YOUR OBJECTIVE »
From the first line through the last, transcribe the listing word for word.
^^^^^^^^^^^^^^^^
//! Live catalog introspection: what a table looks like right now.

use registro_core::{
  Result, Store, Table,
  dialect::{
    ColumnInfo, ForeignKey, UniqueConstraint, parse_columns, parse_foreign_keys,
    parse_unique_constraints,
  },
};
use serde::Serialize;

/// Columns, unique constraints and foreign keys of one table.
///
/// A table that does not exist has an empty shape.
#[derive(Debug, Clone, Default, PartialEq, Eq, Serialize)]
pub struct TableShape {
  pub columns:      Vec<ColumnInfo>,
  pub uniques:      Vec<UniqueConstraint>,
  pub foreign_keys: Vec<ForeignKey>,
}

impl TableShape {
  pub fn exists(&self) -> bool { !self.columns.is_empty() }

  pub fn column(&self, name: &str) -> Option<&ColumnInfo> {
    self.columns.iter().find(|c| c.name.eq_ignore_ascii_case(name))
  }

  pub fn has_column(&self, name: &str) -> bool { self.column(name).is_some() }

  /// The unique constraint or index covering exactly `column`, if any.
  pub fn unique_on(&self, column: &str) -> Option<&UniqueConstraint> {
    self.uniques.iter().find(|u| u.covers_only(column))
  }

  /// Whether some unique constraint covers exactly `columns`, in any order.
  pub fn unique_over(&self, columns: &[&str]) -> bool {
    self.uniques.iter().any(|u| {
      u.columns.len() == columns.len()
        && columns
          .iter()
          .all(|c| u.columns.iter().any(|uc| uc.eq_ignore_ascii_case(c)))
    })
  }

  pub fn foreign_key_on(&self, column: &str) -> Option<&ForeignKey> {
    self
      .foreign_keys
      .iter()
      .find(|fk| fk.column.eq_ignore_ascii_case(column))
  }

  /// Whether `column` can hold at least `width` characters. Unbounded text
  /// columns always can.
  pub fn fits(&self, column: &str, width: i64) -> bool {
    self
      .column(column)
      .is_some_and(|c| c.max_length.is_none_or(|len| len >= width))
  }

  /// Columns of `wanted` that are missing here.
  pub fn missing<'a>(&self, wanted: &[&'a str]) -> Vec<&'a str> {
    wanted
      .iter()
      .copied()
      .filter(|c| !self.has_column(c))
      .collect()
  }
}

pub async fn has_table<S: Store>(store: &S, table: Table) -> Result<bool> {
  let result = store.execute(store.dialect().catalog_has_table(table)).await?;
  Ok(!result.is_empty())
}

pub async fn shape<S: Store>(store: &S, table: Table) -> Result<TableShape> {
  let dialect = store.dialect();
  let columns = parse_columns(&store.execute(dialect.catalog_columns(table)).await?)?;
  if columns.is_empty() {
    return Ok(TableShape::default());
  }
  let uniques =
    parse_unique_constraints(&store.execute(dialect.catalog_unique_constraints(table)).await?)?;
  let foreign_keys =
    parse_foreign_keys(&store.execute(dialect.catalog_foreign_keys(table)).await?)?;

  Ok(TableShape { columns, uniques, foreign_keys })
}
^^^^^^^^^^^^^^^^
ANSWER TO THIS EXERCISE »
//! Live catalog introspection: what a table looks like right now.

use registro_core::{
  Result, Store, Table,
  dialect::{
    ColumnInfo, ForeignKey, UniqueConstraint, parse_columns, parse_foreign_keys,
    parse_unique_constraints,
  },
};
use serde::Serialize;

/// Columns, unique constraints and foreign keys of one table.
///
/// A table that does not exist has an empty shape.
#[derive(Debug, Clone, Default, PartialEq, Eq, Serialize)]
pub struct TableShape {
  pub columns:      Vec<ColumnInfo>,
  pub uniques:      Vec<UniqueConstraint>,
  pub foreign_keys: Vec<ForeignKey>,
}

impl TableShape {
  pub fn exists(&self) -> bool { !self.columns.is_empty() }

  pub fn column(&self, name: &str) -> Option<&ColumnInfo> {
    self.columns.iter().find(|c| c.name.eq_ignore_ascii_case(name))
  }

  pub fn has_column(&self, name: &str) -> bool { self.column(name).is_some() }

  /// The unique constraint or index covering exactly `column`, if any.
  pub fn unique_on(&self, column: &str) -> Option<&UniqueConstraint> {
    self.uniques.iter().find(|u| u.covers_only(column))
  }

  /// Whether some unique constraint covers exactly `columns`, in any order.
  pub fn unique_over(&self, columns: &[&str]) -> bool {
    self.uniques.iter().any(|u| {
      u.columns.len() == columns.len()
        && columns
          .iter()
          .all(|c| u.columns.iter().any(|uc| uc.eq_ignore_ascii_case(c)))
    })
  }

  pub fn foreign_key_on(&self, column: &str) -> Option<&ForeignKey> {
    self
      .foreign_keys
      .iter()
      .find(|fk| fk.column.eq_ignore_ascii_case(column))
  }

  /// Whether `column` can hold at least `width` characters. Unbounded text
  /// columns always can.
  pub fn fits(&self, column: &str, width: i64) -> bool {
    self
      .column(column)
      .is_some_and(|c| c.max_length.is_none_or(|len| len >= width))
  }

  /// Columns of `wanted` that are missing here.
  pub fn missing<'a>(&self, wanted: &[&'a str]) -> Vec<&'a str> {
    wanted
      .iter()
      .copied()
      .filter(|c| !self.has_column(c))
      .collect()
  }
}

pub async fn has_table<S: Store>(store: &S, table: Table) -> Result<bool> {
  let result = store.execute(store.dialect().catalog_has_table(table)).await?;
  Ok(!result.is_empty())
}

pub async fn shape<S: Store>(store: &S, table: Table) -> Result<TableShape> {
  let dialect = store.dialect();
  let columns = parse_columns(&store.execute(dialect.catalog_columns(table)).await?)?;
  if columns.is_empty() {
    return Ok(TableShape::default());
  }
  let uniques =
    parse_unique_constraints(&store.execute(dialect.catalog_unique_constraints(table)).await?)?;
  let foreign_keys =
    parse_foreign_keys(&store.execute(dialect.catalog_foreign_keys(table)).await?)?;

  Ok(TableShape { columns, uniques, foreign_keys })
}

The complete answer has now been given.